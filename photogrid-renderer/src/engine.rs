//! Tera rendering engine — [`SiteFile`] enum and [`Renderer`].
//!
//! # Output mapping
//!
//! | Site file  | Output path (relative to the gallery's `site_dir`) |
//! |------------|----------------------------------------------------|
//! | Index      | `index.html`                                       |
//! | Stylesheet | `styles.css`                                       |

use std::collections::HashMap;
use std::path::{Path, PathBuf};

use tera::Tera;

use crate::context::PageContext;
use crate::error::RenderError;

// ---------------------------------------------------------------------------
// Embedded templates — baked into the binary at compile time via include_str!
// ---------------------------------------------------------------------------

const TPLS: &[(&str, &str)] = &[
    ("gallery/index.html.tera", include_str!("templates/index.html.tera")),
    ("gallery/styles.css.tera", include_str!("templates/styles.css.tera")),
];

// ---------------------------------------------------------------------------
// Template loading helpers
// ---------------------------------------------------------------------------

fn io_err(path: impl Into<PathBuf>, source: std::io::Error) -> RenderError {
    RenderError::Io { path: path.into(), source }
}

fn normalize_template_name(path: &Path) -> String {
    path.to_string_lossy()
        .replace('\\', "/")
        .to_lowercase()
}

fn collect_template_files(dir: &Path, out: &mut Vec<PathBuf>) -> Result<(), RenderError> {
    let entries = std::fs::read_dir(dir).map_err(|e| io_err(dir, e))?;
    for entry in entries {
        let entry = entry.map_err(|e| io_err(dir, e))?;
        let path = entry.path();
        let meta = entry.metadata().map_err(|e| io_err(&path, e))?;
        if meta.is_dir() {
            collect_template_files(&path, out)?;
        } else if meta.is_file() {
            out.push(path);
        }
    }
    Ok(())
}

fn load_user_templates(dir: &Path) -> Result<Vec<(String, String)>, RenderError> {
    if !dir.exists() {
        return Ok(vec![]);
    }
    let mut files = Vec::new();
    collect_template_files(dir, &mut files)?;
    let mut templates = Vec::new();
    for path in files {
        if path.extension().and_then(|s| s.to_str()) != Some("tera") {
            continue;
        }
        let rel = path
            .strip_prefix(dir)
            .unwrap_or(path.as_path());
        let name = normalize_template_name(rel);
        let contents = std::fs::read_to_string(&path).map_err(|e| io_err(&path, e))?;
        templates.push((name, contents));
    }
    Ok(templates)
}

fn build_tera(user_template_dir: Option<&Path>) -> Result<Tera, RenderError> {
    let mut templates: HashMap<String, String> = HashMap::new();
    for (name, content) in TPLS {
        templates.insert(
            normalize_template_name(Path::new(name)),
            (*content).to_string(),
        );
    }
    if let Some(dir) = user_template_dir {
        for (name, content) in load_user_templates(dir)? {
            templates.insert(name, content);
        }
    }

    let mut tera = Tera::default();
    let items: Vec<(String, String)> = templates.into_iter().collect();
    tera.add_raw_templates(items)?;
    Ok(tera)
}

// ---------------------------------------------------------------------------
// SiteFile
// ---------------------------------------------------------------------------

/// The rendered files that make up one gallery site.
#[derive(Debug, Clone, Copy, PartialEq, Eq, Hash)]
pub enum SiteFile {
    Index,
    Stylesheet,
}

impl SiteFile {
    /// All site files in a stable order.
    pub fn all() -> &'static [SiteFile] {
        &[SiteFile::Index, SiteFile::Stylesheet]
    }

    /// Template name to render for this file.
    pub fn template_name(&self) -> &'static str {
        match self {
            SiteFile::Index      => "gallery/index.html.tera",
            SiteFile::Stylesheet => "gallery/styles.css.tera",
        }
    }

    /// Output path for this file, relative to the gallery's site root.
    pub fn output_path(&self, site_dir: &Path) -> PathBuf {
        match self {
            SiteFile::Index      => site_dir.join("index.html"),
            SiteFile::Stylesheet => site_dir.join("styles.css"),
        }
    }
}

// ---------------------------------------------------------------------------
// TemplateEngine
// ---------------------------------------------------------------------------

/// Tera-based engine for rendering the site with optional user overrides.
///
/// `user_template_dir` may contain `.tera` files that override embedded
/// defaults (an override for the index page lives at
/// `<dir>/gallery/index.html.tera`). Template names are normalised to
/// lowercase relative paths.
pub struct TemplateEngine {
    tera: Tera,
}

impl TemplateEngine {
    /// Construct a new [`TemplateEngine`], loading embedded templates plus any
    /// overrides found in `user_template_dir`.
    pub fn new(user_template_dir: Option<&Path>) -> Result<Self, RenderError> {
        let tera = build_tera(user_template_dir)?;
        Ok(TemplateEngine { tera })
    }

    /// Render a single site file using the supplied context.
    pub fn render(
        &self,
        ctx: &PageContext,
        file: SiteFile,
        site_dir: &Path,
    ) -> Result<(PathBuf, String), RenderError> {
        let tera_ctx = ctx.to_tera_context()?;
        let content = self.tera.render(file.template_name(), &tera_ctx)?;
        Ok((file.output_path(site_dir), content))
    }
}

// ---------------------------------------------------------------------------
// Renderer
// ---------------------------------------------------------------------------

/// Renders every site file for a refresh cycle.
///
/// Uses embedded templates only. Create once with [`Renderer::new`] and reuse.
pub struct Renderer {
    engine: TemplateEngine,
}

impl Renderer {
    /// Construct a new [`Renderer`] with embedded templates.
    pub fn new() -> Result<Self, RenderError> {
        Ok(Renderer { engine: TemplateEngine::new(None)? })
    }

    /// Construct a [`Renderer`] that honours overrides in `user_template_dir`.
    pub fn with_user_templates(user_template_dir: &Path) -> Result<Self, RenderError> {
        Ok(Renderer { engine: TemplateEngine::new(Some(user_template_dir))? })
    }

    /// Render all site files into `site_dir`-relative paths.
    ///
    /// Returns `Vec<(output_path, rendered_content)>` — one entry per file.
    pub fn render_site(
        &self,
        ctx: &PageContext,
        site_dir: &Path,
    ) -> Result<Vec<(PathBuf, String)>, RenderError> {
        let mut results = Vec::with_capacity(SiteFile::all().len());
        for file in SiteFile::all() {
            results.push(self.engine.render(ctx, *file, site_dir)?);
        }
        Ok(results)
    }
}

// ---------------------------------------------------------------------------
// Tests
// ---------------------------------------------------------------------------
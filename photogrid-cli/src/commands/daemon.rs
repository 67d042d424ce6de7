//! `photogrid daemon` — background refresh timer lifecycle.

use std::collections::VecDeque;
use std::fs::File;
use std::io::{BufRead, BufReader};

use anyhow::{Context, Result};
use clap::{Args, Subcommand};

use photogrid_daemon::paths::{log_path, socket_path};
use photogrid_daemon::{request_refresh, request_status, request_stop, start_blocking, DaemonError};

#[derive(Subcommand, Debug)]
pub enum DaemonCommand {
    /// Run daemon in foreground (refresh timers + socket server).
    Start,
    /// Request graceful daemon shutdown over Unix socket.
    Stop,
    /// Query daemon runtime status over Unix socket.
    Status,
    /// Ask the running daemon to refresh one or all galleries now.
    Refresh(DaemonRefreshArgs),
    /// Print recent daemon log lines.
    Logs(DaemonLogsArgs),
}

#[derive(Args, Debug)]
pub struct DaemonRefreshArgs {
    /// Gallery to refresh; omit to refresh all.
    pub gallery: Option<String>,
}

#[derive(Args, Debug)]
pub struct DaemonLogsArgs {
    /// Number of trailing lines to show.
    #[arg(long, default_value_t = 100)]
    pub lines: usize,
}

pub fn run(command: DaemonCommand) -> Result<()> {
    let home = dirs::home_dir().context("could not determine home directory")?;

    match command {
        DaemonCommand::Start => {
            start_blocking(&home).context("daemon exited with error")?;
        }
        DaemonCommand::Stop => match request_stop(&home) {
            Ok(()) => println!("daemon stop requested"),
            Err(DaemonError::DaemonNotRunning { .. }) => {
                println!("daemon is not running");
            }
            Err(err) => return Err(err).context("failed to stop daemon"),
        },
        DaemonCommand::Status => match request_status(&home) {
            Ok(status) => {
                println!(
                    "{}",
                    serde_json::to_string_pretty(&status)
                        .context("failed to render daemon status JSON")?
                );
            }
            Err(DaemonError::DaemonNotRunning { .. }) => {
                let payload = serde_json::json!({
                    "running": false,
                    "socket": socket_path(&home).display().to_string(),
                });
                println!(
                    "{}",
                    serde_json::to_string_pretty(&payload)
                        .context("failed to render daemon status JSON")?
                );
            }
            Err(err) => return Err(err).context("failed to query daemon status"),
        },
        DaemonCommand::Refresh(args) => match request_refresh(&home, args.gallery) {
            Ok(summary) => {
                println!(
                    "{}",
                    serde_json::to_string_pretty(&summary)
                        .context("failed to render refresh summary JSON")?
                );
            }
            Err(DaemonError::DaemonNotRunning { .. }) => {
                println!("daemon is not running");
            }
            Err(err) => return Err(err).context("failed to request refresh"),
        },
        DaemonCommand::Logs(args) => {
            print_tail(&log_path(&home), args.lines).context("failed to read daemon log")?;
        }
    }

    Ok(())
}

fn print_tail(path: &std::path::Path, lines: usize) -> Result<()> {
    if !path.exists() {
        println!("log file not found: {}", path.display());
        return Ok(());
    }

    let file = File::open(path).with_context(|| format!("open {}", path.display()))?;
    let reader = BufReader::new(file);

    let mut tail = VecDeque::<String>::new();
    for line in reader.lines() {
        let line = line.with_context(|| format!("read {}", path.display()))?;
        if tail.len() == lines {
            tail.pop_front();
        }
        tail.push_back(line);
    }

    println!("==> {} <==", path.display());
    for line in tail {
        println!("{line}");
    }
    Ok(())
}
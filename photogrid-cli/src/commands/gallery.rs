//! `photogrid gallery list`

use anyhow::{Context, Result};
use clap::Subcommand;

use photogrid_core::registry;

/// Inspect registered galleries.
#[derive(Subcommand, Debug)]
pub enum GalleryCommand {
    /// List all registered galleries.
    List,
}

pub fn run(cmd: GalleryCommand) -> Result<()> {
    match cmd {
        GalleryCommand::List => list(),
    }
}

fn list() -> Result<()> {
    let galleries = registry::list_galleries()
        .context("failed to load registry — run `photogrid init` first")?;

    if galleries.is_empty() {
        println!("No galleries registered.");
        println!("Run: photogrid init <name> --url <manifest-url> --site <dir>");
        return Ok(());
    }

    for gallery in &galleries {
        println!("{}", gallery.name);
        println!("  manifest: {}", gallery.manifest_url);
        println!("  site:     {}", gallery.site_dir.display());
        println!(
            "  refresh:  every {}s (prefetch {})",
            gallery.refresh_interval_secs, gallery.prefetch_count
        );
    }

    Ok(())
}
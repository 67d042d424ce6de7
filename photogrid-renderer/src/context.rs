//! Page context — serializable rendering payload for one refresh cycle.

use chrono::{TimeZone, Utc};
use serde::{Deserialize, Serialize};

use photogrid_core::types::{Gallery, SyncStatus};

use crate::error::RenderError;

/// Rendering payload for the gallery page.
///
/// Built fresh each refresh from the gallery config, the cycle's
/// [`SyncStatus`], and the shuffled display order. Nothing here outlives the
/// cycle that produced it.
#[derive(Debug, Clone, Serialize, Deserialize)]
pub struct PageContext {
    pub gallery_name: String,
    /// Human-readable status line ("3 photo(s)", "No photos found.", …).
    pub status_line: String,
    /// "Updated: …" line, or empty when the manifest carried no timestamp.
    pub updated_line: String,
    /// Whether the empty-state indicator is visible.
    pub empty: bool,
    /// Display-order cards.
    pub photos: Vec<CardCtx>,
    /// Leading display-order paths to emit preload hints for.
    pub prefetch: Vec<String>,
    /// Drives the page's `<meta http-equiv="refresh">` cadence.
    pub refresh_interval_secs: u64,
    pub meta: MetaCtx,
}

/// One grid card.
#[derive(Debug, Clone, Serialize, Deserialize)]
pub struct CardCtx {
    pub src: String,
}

/// Build metadata.
#[derive(Debug, Clone, Serialize, Deserialize)]
pub struct MetaCtx {
    pub version: String,
}

impl PageContext {
    /// Assemble the context for one refresh cycle.
    ///
    /// `display_order` is the already-shuffled photo list; `updated_at` is the
    /// manifest's epoch-seconds timestamp when present (shown regardless of
    /// whether the cycle found photos, matching the status surface contract).
    pub fn from_parts(
        gallery: &Gallery,
        status: &SyncStatus,
        display_order: &[String],
        updated_at: Option<i64>,
    ) -> Self {
        let photos = display_order
            .iter()
            .map(|src| CardCtx { src: src.clone() })
            .collect();
        let prefetch = display_order
            .iter()
            .take(gallery.prefetch_count)
            .cloned()
            .collect();

        PageContext {
            gallery_name: gallery.name.0.clone(),
            status_line: status.status_line(),
            updated_line: updated_at.map(updated_line).unwrap_or_default(),
            empty: status.shows_empty_state(),
            photos,
            prefetch,
            refresh_interval_secs: gallery.refresh_interval_secs,
            meta: MetaCtx {
                version: env!("CARGO_PKG_VERSION").to_string(),
            },
        }
    }

    /// Convert to a [`tera::Context`] for rendering.
    pub fn to_tera_context(&self) -> Result<tera::Context, RenderError> {
        tera::Context::from_serialize(self).map_err(RenderError::from)
    }
}

/// Format the manifest's epoch-seconds timestamp for the status surface.
///
/// Out-of-range timestamps yield an empty line rather than an error.
pub fn updated_line(epoch_seconds: i64) -> String {
    match Utc.timestamp_opt(epoch_seconds, 0).single() {
        Some(ts) => format!("Updated: {}", ts.format("%Y-%m-%d %H:%M UTC")),
        None => String::new(),
    }
}
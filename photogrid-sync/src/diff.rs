//! Manifest diff support for `photogrid diff`.
//!
//! Compares the photo list the manifest currently serves against the list
//! recorded at the gallery's last completed refresh. Both sides are sorted
//! before diffing — display order is randomized per cycle and must not show
//! up as churn here.

use std::collections::BTreeSet;
use std::path::Path;

use similar::TextDiff;

use photogrid_core::{registry, types::GalleryName};
use photogrid_fetcher::ManifestFetcher;

use crate::{state_store, SyncError};

/// Photo-list difference between the remote manifest and the last refresh.
#[derive(Debug, Clone, PartialEq, Eq)]
pub struct ManifestDiff {
    pub gallery_name: String,
    /// Unified diff of the sorted photo lists; `None` when identical.
    pub unified_diff: Option<String>,
    pub added: usize,
    pub removed: usize,
}

/// Fetch the manifest and diff its photo list against the last refresh.
///
/// No files are written. Unlike `refresh`, a fetch failure here is an error:
/// there is nothing useful to report without the remote list.
pub fn diff_gallery(gallery_name: &str, home: &Path) -> Result<ManifestDiff, SyncError> {
    let gallery = registry::load_gallery_at(home, &GalleryName::from(gallery_name))?;
    let manifest = ManifestFetcher::new(&gallery.manifest_url)?.fetch()?;

    let known: Vec<String> = state_store::load_at(home, gallery_name)?
        .map(|state| state.photos)
        .unwrap_or_default();

    let mut before: Vec<&str> = known.iter().map(String::as_str).collect();
    before.sort_unstable();
    let mut after: Vec<&str> = manifest.photos.iter().map(String::as_str).collect();
    after.sort_unstable();

    let before_set: BTreeSet<&str> = before.iter().copied().collect();
    let after_set: BTreeSet<&str> = after.iter().copied().collect();
    let added = after_set.difference(&before_set).count();
    let removed = before_set.difference(&after_set).count();

    let unified_diff = if before == after {
        None
    } else {
        let old_text = joined(&before);
        let new_text = joined(&after);
        Some(
            TextDiff::from_lines(&old_text, &new_text)
                .unified_diff()
                .header("a/photos", "b/photos")
                .context_radius(3)
                .to_string(),
        )
    };

    Ok(ManifestDiff {
        gallery_name: gallery_name.to_string(),
        unified_diff,
        added,
        removed,
    })
}

fn joined(lines: &[&str]) -> String {
    let mut text = lines.join("\n");
    if !text.is_empty() {
        text.push('\n');
    }
    text
}

#[cfg(test)]
mod tests {
    use std::io::{Read, Write};
    use std::net::TcpListener;
    use std::path::PathBuf;
    use std::thread;

    use chrono::Utc;
    use photogrid_core::registry;
    use tempfile::TempDir;

    use crate::state_store::StateFile;

    use super::*;

    fn serve_once(body: String) -> String {
        let listener = TcpListener::bind("127.0.0.1:0").expect("bind");
        let addr = listener.local_addr().expect("addr");
        thread::spawn(move || {
            if let Ok((mut stream, _)) = listener.accept() {
                let mut buf = [0u8; 8192];
                let _ = stream.read(&mut buf);
                let response = format!(
                    "HTTP/1.1 200 OK\r\nContent-Type: application/json\r\nContent-Length: {}\r\nConnection: close\r\n\r\n{body}",
                    body.len()
                );
                let _ = stream.write_all(response.as_bytes());
            }
        });
        format!("http://{addr}/gallery.json")
    }

    fn setup_gallery(home: &Path, manifest_url: String) {
        registry::init_at(
            home,
            GalleryName::from("wall"),
            manifest_url,
            PathBuf::from("/srv/wall"),
            None,
            None,
        )
        .expect("init");
    }

    fn record_photos(home: &Path, photos: &[&str]) {
        let mut state = StateFile::new(Utc::now());
        state.photos = photos.iter().map(|p| p.to_string()).collect();
        state_store::save_at(home, "wall", &state).expect("save state");
    }

    #[test]
    fn never_refreshed_gallery_shows_everything_as_added() {
        let home = TempDir::new().unwrap();
        setup_gallery(home.path(), serve_once(r#"{"photos":["a.jpg","b.jpg"]}"#.into()));

        let diff = diff_gallery("wall", home.path()).expect("diff");
        assert_eq!(diff.added, 2);
        assert_eq!(diff.removed, 0);
        let unified = diff.unified_diff.expect("diff text");
        assert!(unified.contains("--- a/photos"));
        assert!(unified.contains("+++ b/photos"));
        assert!(unified.contains("+a.jpg"));
    }

    #[test]
    fn identical_photo_lists_produce_no_diff() {
        let home = TempDir::new().unwrap();
        setup_gallery(home.path(), serve_once(r#"{"photos":["b.jpg","a.jpg"]}"#.into()));
        record_photos(home.path(), &["a.jpg", "b.jpg"]);

        let diff = diff_gallery("wall", home.path()).expect("diff");
        assert!(diff.unified_diff.is_none(), "order differences must not count");
        assert_eq!(diff.added, 0);
        assert_eq!(diff.removed, 0);
    }

    #[test]
    fn added_and_removed_photos_are_counted() {
        let home = TempDir::new().unwrap();
        setup_gallery(home.path(), serve_once(r#"{"photos":["a.jpg","c.jpg"]}"#.into()));
        record_photos(home.path(), &["a.jpg", "b.jpg"]);

        let diff = diff_gallery("wall", home.path()).expect("diff");
        assert_eq!(diff.added, 1);
        assert_eq!(diff.removed, 1);
        let unified = diff.unified_diff.expect("diff text");
        assert!(unified.contains("+c.jpg"));
        assert!(unified.contains("-b.jpg"));
    }

    #[test]
    fn fetch_failure_is_an_error_for_diff() {
        let home = TempDir::new().unwrap();
        let addr = {
            let listener = TcpListener::bind("127.0.0.1:0").expect("bind");
            listener.local_addr().expect("addr")
        };
        setup_gallery(home.path(), format!("http://{addr}/gallery.json"));

        let err = diff_gallery("wall", home.path()).unwrap_err();
        assert!(matches!(err, SyncError::Fetch(_)), "got: {err}");
    }
}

━━━━━━

● Required action
Filter the entries by the string "DaemonRefreshArgs" and copy each matching line.

● Your solution
    Refresh(DaemonRefreshArgs),
pub struct DaemonRefreshArgs {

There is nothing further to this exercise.